Menyimpan bundel pekerjaan di tas kerjanya, Achala merangkak ke tempat tidur. Merapatkan tubuhnya ke sang suami, ia melirik layar ponsel Affandra, ibu jari pria itu bergerak turun naik memeriksa email pada ponselnya. Wanita itu menarik lengan piama suaminya, mencari perhatian sejenak.

"Mas, tadi abang pakai ponsel kamu. Kamu yang kasih izin? Aku hapusin semua foto video yang ada di ponsel kamu."

Affandra menoleh, ada salah apa foto dan video pada galeri ponselnya. Kenapa tiba-tiba Achala berinisiatif menghapus itu semua. Ia saja bahkan malas untuk melihatnya apalagi menghapusnya.

"Iya, emang mas yang pinjemin."

"Kamu, tuh, Mas. Yo, mbok hati-hati minjemin anaknya ponsel. Tadi aku lihat di galeri kamu.

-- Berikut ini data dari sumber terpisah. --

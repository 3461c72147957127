//! Cancellable periodic tick timer.
//!
//! A running timer is never resized in place: changing the period means
//! cancelling the current handle and arming a new one. Every arm gets a fresh
//! generation, so a handle held from before a cancel can never fire again.

use std::time::{Duration, Instant};

#[derive(Debug, Copy, Clone, PartialEq, Eq, Hash)]
pub struct TimerHandle {
    generation: u64,
}

#[derive(Debug, Copy, Clone)]
struct Armed {
    handle: TimerHandle,
    interval: Duration,
    next: Instant,
}

#[derive(Debug, Default)]
pub struct TickTimer {
    generation: u64,
    armed: Option<Armed>,
}

impl TickTimer {
    pub fn new() -> Self {
        Self::default()
    }

    /// Arms a new periodic timer whose first tick is due one `interval` after
    /// `now`. Any previous timer is cancelled first.
    pub fn arm(&mut self, interval: Duration, now: Instant) -> TimerHandle {
        self.cancel();
        self.generation += 1;
        let handle = TimerHandle { generation: self.generation };
        self.armed = Some(Armed { handle, interval, next: now + interval });
        handle
    }

    pub fn cancel(&mut self) -> Option<TimerHandle> {
        self.armed.take().map(|armed| armed.handle)
    }

    pub fn is_armed(&self) -> bool {
        self.armed.is_some()
    }

    pub fn handle(&self) -> Option<TimerHandle> {
        self.armed.map(|armed| armed.handle)
    }

    pub fn interval(&self) -> Option<Duration> {
        self.armed.map(|armed| armed.interval)
    }

    /// Time left until the next tick, zero when one is already due.
    pub fn until_next(&self, now: Instant) -> Option<Duration> {
        self.armed.map(|armed| armed.next.saturating_duration_since(now))
    }

    /// Returns the handle if a tick is due at `now`. At most one tick is
    /// delivered per call; ticks missed while the caller was late are dropped
    /// rather than replayed.
    pub fn poll(&mut self, now: Instant) -> Option<TimerHandle> {
        let armed = self.armed.as_mut()?;
        if now < armed.next {
            return None;
        }

        armed.next += armed.interval;
        if armed.next <= now {
            armed.next = now + armed.interval;
        }
        Some(armed.handle)
    }
}

#[cfg(test)]
mod tests {
    use super::*;

    const MS: Duration = Duration::from_millis(1);

    #[test]
    fn fires_once_per_interval() {
        let start = Instant::now();
        let mut timer = TickTimer::new();
        let handle = timer.arm(100 * MS, start);

        assert_eq!(timer.poll(start + 99 * MS), None);
        assert_eq!(timer.poll(start + 100 * MS), Some(handle));
        assert_eq!(timer.poll(start + 150 * MS), None);
        assert_eq!(timer.poll(start + 200 * MS), Some(handle));
    }

    #[test]
    fn late_polls_do_not_replay() {
        let start = Instant::now();
        let mut timer = TickTimer::new();
        timer.arm(100 * MS, start);

        assert!(timer.poll(start + 550 * MS).is_some());
        assert_eq!(timer.poll(start + 600 * MS), None);
        assert!(timer.poll(start + 650 * MS).is_some());
    }

    #[test]
    fn rearm_invalidates_old_handle() {
        let start = Instant::now();
        let mut timer = TickTimer::new();
        let old = timer.arm(100 * MS, start);
        let new = timer.arm(50 * MS, start + 10 * MS);

        assert_ne!(old, new);
        assert_eq!(timer.handle(), Some(new));
        assert_eq!(timer.interval(), Some(50 * MS));
        assert_eq!(timer.poll(start + 60 * MS), Some(new));
    }

    #[test]
    fn cancelled_timer_is_silent() {
        let start = Instant::now();
        let mut timer = TickTimer::new();
        let handle = timer.arm(10 * MS, start);

        assert_eq!(timer.cancel(), Some(handle));
        assert!(!timer.is_armed());
        assert_eq!(timer.poll(start + Duration::from_secs(5)), None);
        assert_eq!(timer.until_next(start), None);
    }
}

Masa kamu simpen foto dan video nggak berfaedah banget."

Pria itu mengernyit dalam. Seingatnya, ia tidak pernah sengaja menyimpan foto tidak berfaedah pada ponselnya. Semua yang ia simpan, kalau bukan foto soal pekerjaan, ya potret keluarganya. Atau lebih tepatnya, galeri ponsel Affandra didominasi oleh foto Juang yang anak itu ambil sendiri.

"Foto yang mana, Sayang? Mas cuma foto yang penting-penting aja. Selebihnya foto kalian di ponsel mas."

"Foto cewek pake baju kurang dasar!"

"Hah?!" Affandra menutup tampilan email pada layar ponselnya. Tergesah jarinya beralih ke menu galeri foto.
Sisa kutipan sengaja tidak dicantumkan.